Location
- 400 Fallon Street, North Albury, New South Wales Australia 36°3′44″S 146°56′6″E﻿ / ﻿36.06222°S 146.93500°E

Information
- Former name: Albury North High School (1961–1996)
- Type: Government-funded co-educational comprehensive secondary day school
- Motto: Together We Succeed
- Established: January 1961; 65 years ago (as Albury North High School)
- School district: Riverina
- Educational authority: NSW Department of Education
- Principal: Jennifer Parrett
- Teaching staff: 62.4 FTE (2018)
- Years: 7–12
- Enrolment: 733 (2018)
- Campus type: Regional
- Colours: Navy blue and maroon
- Website: jamesfallo-h.schools.nsw.gov.au

= James Fallon High School =

James Fallon High School is a government-funded co-educational comprehensive secondary day school, located in North Albury, a city in the Riverina region of New South Wales, Australia.
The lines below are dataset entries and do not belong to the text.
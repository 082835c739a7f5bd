//! Pipeline facade for external consumers.
//!
//! The CLI and tests drive a project exclusively through [`PipelineHandle`]:
//! it owns the project layout, the manifest store, the generation backend and
//! the scorer, and every phase operation is a method on it. The phase engines
//! live in sibling modules as further `impl PipelineHandle` blocks.

use std::sync::Arc;
use std::time::Duration;

use camino::{Utf8Path, Utf8PathBuf};
use tracing::info;

use reskin_config::{Config, DEFAULT_GENERATION_TIMEOUT_SECS};
use reskin_generation::{CostModel, GenerationBackend, GenerationOptions};
use reskin_manifest::{Manifest, ManifestStore, PhaseUpdate};
use reskin_utils::atomic_write::write_file_atomic;
use reskin_utils::error::{ConfigError, ReskinError};
use reskin_utils::paths::{ProjectPaths, validate_project_id};
use reskin_utils::types::{PhaseId, PhaseStatus, Viewport};

use crate::anchors::{AnchorSet, AnchoringOutcome};
use crate::inputs::{AuditDocument, CaptureDocument};
use crate::retry::RetryPolicy;
use crate::scoring::{DeviationScorer, FileSizeProxy, HeuristicScorer, SimilarityProxy};
use crate::summary::PhaseSummary;

/// The primary API for driving one redesign project.
///
/// # Construction
///
/// - [`PipelineHandle::open`]: project under the resolved `RESKIN_HOME`, backend
///   built from the `[generation]` config section
/// - [`PipelineHandle::with_backend`]: explicit root and backend (tests, embedding)
///
/// # Concurrency
///
/// A handle assumes it is the only writer of its project. The CLI holds the
/// project lock for the lifetime of a command; embedders must do the same.
///
/// # Example
///
/// ```rust,no_run
/// use camino::Utf8Path;
/// use reskin_config::Config;
/// use reskin_engine::PipelineHandle;
///
/// # async fn demo() -> Result<(), reskin_utils::error::ReskinError> {
/// let handle = PipelineHandle::open("shop", Config::minimal_for_testing())?;
/// handle.init("https://shop.example.test")?;
/// handle.import_captures(Utf8Path::new("captures/screens.json"))?;
/// handle.import_audit(Utf8Path::new("audit/findings.json"))?;
/// let report = handle.run().await?;
/// for summary in &report.summaries {
///     println!("{}", summary.status_line());
/// }
/// # Ok(())
/// # }
/// ```
pub struct PipelineHandle {
    project_id: String,
    paths: ProjectPaths,
    store: ManifestStore,
    config: Config,
    backend: Arc<dyn GenerationBackend>,
    scorer: Arc<dyn DeviationScorer>,
    proxy: Arc<dyn SimilarityProxy>,
    costs: CostModel,
}

/// What [`PipelineHandle::run`] got through.
#[derive(Debug, Default)]
pub struct RunReport {
    pub summaries: Vec<PhaseSummary>,
    /// Set when anchoring stopped short of all slots validated
    pub halted: Option<AnchoringOutcome>,
}

impl PipelineHandle {
    /// Open `project_id` under the resolved home with the configured backend.
    ///
    /// # Errors
    ///
    /// Returns an error for an invalid project id or when the backend cannot be
    /// built (unknown provider, missing endpoint or API key).
    pub fn open(project_id: &str, config: Config) -> Result<Self, ReskinError> {
        check_project_id(project_id)?;
        let backend = reskin_generation::from_config(&config)?;
        Self::with_backend(ProjectPaths::for_project(project_id), project_id, config, backend)
    }

    /// Handle over an explicit project root and backend.
    pub fn with_backend(
        paths: ProjectPaths,
        project_id: &str,
        config: Config,
        backend: Arc<dyn GenerationBackend>,
    ) -> Result<Self, ReskinError> {
        check_project_id(project_id)?;
        let proxy: Arc<dyn SimilarityProxy> = Arc::new(FileSizeProxy);
        Ok(Self {
            project_id: project_id.to_string(),
            store: ManifestStore::new(paths.clone()),
            paths,
            costs: CostModel::from_config(&config),
            config,
            backend,
            scorer: Arc::new(HeuristicScorer::new(Arc::clone(&proxy))),
            proxy,
        })
    }

    /// Replace the coherence scorer.
    #[must_use]
    pub fn with_scorer(mut self, scorer: Arc<dyn DeviationScorer>) -> Self {
        self.scorer = scorer;
        self
    }

    /// Replace the similarity proxy used by anchor pre-validation and the
    /// default scorer.
    #[must_use]
    pub fn with_similarity_proxy(mut self, proxy: Arc<dyn SimilarityProxy>) -> Self {
        self.scorer = Arc::new(HeuristicScorer::new(Arc::clone(&proxy)));
        self.proxy = proxy;
        self
    }

    #[must_use]
    pub fn project_id(&self) -> &str {
        &self.project_id
    }

    #[must_use]
    pub fn paths(&self) -> &ProjectPaths {
        &self.paths
    }

    #[must_use]
    pub fn config(&self) -> &Config {
        &self.config
    }

    pub(crate) fn backend(&self) -> &dyn GenerationBackend {
        self.backend.as_ref()
    }

    pub(crate) fn scorer(&self) -> &dyn DeviationScorer {
        self.scorer.as_ref()
    }

    pub(crate) fn proxy(&self) -> &dyn SimilarityProxy {
        self.proxy.as_ref()
    }

    pub(crate) fn costs(&self) -> &CostModel {
        &self.costs
    }

    pub(crate) fn generation_options(&self, viewport: Viewport) -> GenerationOptions {
        let secs = self
            .config
            .generation
            .timeout_secs
            .unwrap_or(DEFAULT_GENERATION_TIMEOUT_SECS);
        let mut options =
            GenerationOptions::for_viewport(viewport).with_timeout(Duration::from_secs(secs));
        options.model.clone_from(&self.config.generation.model);
        options
    }

    pub(crate) fn propagation_policy(&self) -> RetryPolicy {
        RetryPolicy::new(self.config.propagation_attempts(), self.config.backoff_ms())
    }

    /// Create the project manifest with every phase pending.
    ///
    /// # Errors
    ///
    /// Fails when the project already exists.
    pub fn init(&self, source_url: &str) -> Result<Manifest, ReskinError> {
        let manifest = Manifest::create(&self.project_id, source_url, self.config.viewport());
        self.store.init(&manifest)?;
        info!(project_id = %self.project_id, viewport = %manifest.viewport, "Project initialized");
        Ok(manifest)
    }

    pub fn manifest(&self) -> Result<Manifest, ReskinError> {
        Ok(self.store.load()?)
    }

    pub(crate) fn save(&self, manifest: &Manifest) -> Result<(), ReskinError> {
        Ok(self.store.save(manifest)?)
    }

    /// Validated anchor images, by slot.
    pub(crate) fn validated_anchor_paths(&self) -> Result<Vec<Utf8PathBuf>, ReskinError> {
        let set = AnchorSet::load(&self.paths)?;
        Ok(set
            .validated()
            .filter_map(|a| a.image_path.as_deref())
            .map(|p| self.paths.resolve(p))
            .collect())
    }

    /// Copy a capture document into the project and mark capture complete.
    ///
    /// Relative image paths resolve against the document's directory.
    pub fn import_captures(&self, document: &Utf8Path) -> Result<CaptureDocument, ReskinError> {
        let content = std::fs::read_to_string(document)?;
        let base_dir = document
            .parent()
            .filter(|p| !p.as_str().is_empty())
            .unwrap_or(Utf8Path::new("."));
        let doc = CaptureDocument::parse(&content, base_dir)?;

        let mut manifest = self.manifest()?;
        self.begin_external(&mut manifest, PhaseId::Capture, doc.screens.len())?;
        self.write_input(&self.paths.captures(), &doc)?;
        manifest.total_screens = doc.screens.len();
        if manifest.source_url.is_empty()
            && let Some(url) = &doc.source_url
        {
            manifest.source_url.clone_from(url);
        }
        self.finish_external(&mut manifest, PhaseId::Capture, doc.screens.len())?;
        info!(project_id = %self.project_id, screens = doc.screens.len(), "Captures imported");
        Ok(doc)
    }

    /// Copy an audit document into the project and mark audit complete.
    pub fn import_audit(&self, document: &Utf8Path) -> Result<AuditDocument, ReskinError> {
        let content = std::fs::read_to_string(document)?;
        let doc = AuditDocument::parse(&content)?;

        let mut manifest = self.manifest()?;
        self.begin_external(&mut manifest, PhaseId::Audit, doc.screens.len())?;
        self.write_input(&self.paths.audit(), &doc)?;
        self.finish_external(&mut manifest, PhaseId::Audit, doc.screens.len())?;
        info!(
            project_id = %self.project_id,
            screens = doc.screens.len(),
            globals = doc.global.len(),
            "Audit imported"
        );
        Ok(doc)
    }

    /// Mark an externally run phase (capture, audit, specs) complete.
    pub fn record_external(&self, phase: PhaseId) -> Result<Manifest, ReskinError> {
        if phase.is_core() {
            return Err(ConfigError::InvalidValue {
                key: "phase".to_string(),
                value: format!("{phase} is run by reskin itself, not recorded"),
            }
            .into());
        }
        let mut manifest = self.manifest()?;
        self.begin_external(&mut manifest, phase, 0)?;
        self.finish_external(&mut manifest, phase, 0)?;
        Ok(manifest)
    }

    /// Skip a pending phase; it then satisfies its successors' preconditions.
    pub fn skip(&self, phase: PhaseId) -> Result<Manifest, ReskinError> {
        let mut manifest = self.manifest()?;
        manifest.transition(phase, PhaseStatus::Skipped, PhaseUpdate::none())?;
        self.save(&manifest)?;
        info!(project_id = %self.project_id, phase = %phase, "Phase skipped");
        Ok(manifest)
    }

    /// Reset `phase` and every later phase to pending.
    pub fn reopen(&self, phase: PhaseId) -> Result<Manifest, ReskinError> {
        let mut manifest = self.manifest()?;
        manifest.reopen(phase);
        self.save(&manifest)?;
        info!(project_id = %self.project_id, phase = %phase, "Phase reopened");
        Ok(manifest)
    }

    /// Run every remaining core phase in order.
    ///
    /// Stops at a validation gate, at an anchor that needs regeneration, or at
    /// a phase left in progress; hard phase failures are returned as errors.
    pub async fn run(&self) -> Result<RunReport, ReskinError> {
        let mut report = RunReport::default();

        if !self.manifest()?.status(PhaseId::Anchoring).is_settled() {
            match self.run_anchoring().await? {
                AnchoringOutcome::AllValidated { .. } => {
                    report.summaries.push(self.complete_anchoring()?);
                }
                AnchoringOutcome::AlreadyComplete => {}
                halted => {
                    report.halted = Some(halted);
                    return Ok(report);
                }
            }
        }

        for phase in [PhaseId::Propagation, PhaseId::States, PhaseId::Coherence] {
            if self.manifest()?.status(phase).is_settled() {
                continue;
            }
            let summary = match phase {
                PhaseId::Propagation => self.run_propagation().await?,
                PhaseId::States => self.run_states().await?,
                _ => self.run_coherence().await?.summary(),
            };
            let settled = summary.status.is_settled();
            report.summaries.push(summary);
            if !settled {
                break;
            }
        }
        Ok(report)
    }

    fn begin_external(
        &self,
        manifest: &mut Manifest,
        phase: PhaseId,
        total: usize,
    ) -> Result<(), ReskinError> {
        manifest.transition(phase, PhaseStatus::InProgress, PhaseUpdate::total(total))?;
        self.save(manifest)
    }

    fn finish_external(
        &self,
        manifest: &mut Manifest,
        phase: PhaseId,
        items: usize,
    ) -> Result<(), ReskinError> {
        manifest.transition(
            phase,
            PhaseStatus::Complete,
            PhaseUpdate::none().with_items_completed(items),
        )?;
        self.save(manifest)
    }

    fn write_input<T: serde::Serialize>(
        &self,
        path: &Utf8Path,
        doc: &T,
    ) -> Result<(), ReskinError> {
        let mut json = serde_json::to_string_pretty(doc)
            .map_err(|e| ReskinError::serialization("input document", e))?;
        json.push('\n');
        write_file_atomic(path, &json).map_err(|e| ReskinError::write_failed(path, &e))?;
        Ok(())
    }
}

fn check_project_id(project_id: &str) -> Result<(), ReskinError> {
    validate_project_id(project_id).map_err(|reason| {
        ConfigError::InvalidValue {
            key: "project_id".to_string(),
            value: reason,
        }
        .into()
    })
}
Established in 1961 as Albury North High School, the school enrolled approximately 730 students in 2018, from Year 7 to Year 12, of whom 15 percent identified as Indigenous Australians and seven percent were from a language background other than English. The school is operated by the NSW Department of Education; the principal is Jennifer Parrett.

== History ==
The establishment of the school resulted from a realisation (originally in 1954) that the town of Albury would need a second high school. It was established to serve the educational needs of the rapidly developing North Albury and Lavington area, and its original name was Albury North High School. It was first opened in 1961, receiving a student intake of 150 students in January (housed in the town's other high school) and moving into its own first new buildings in June of that year.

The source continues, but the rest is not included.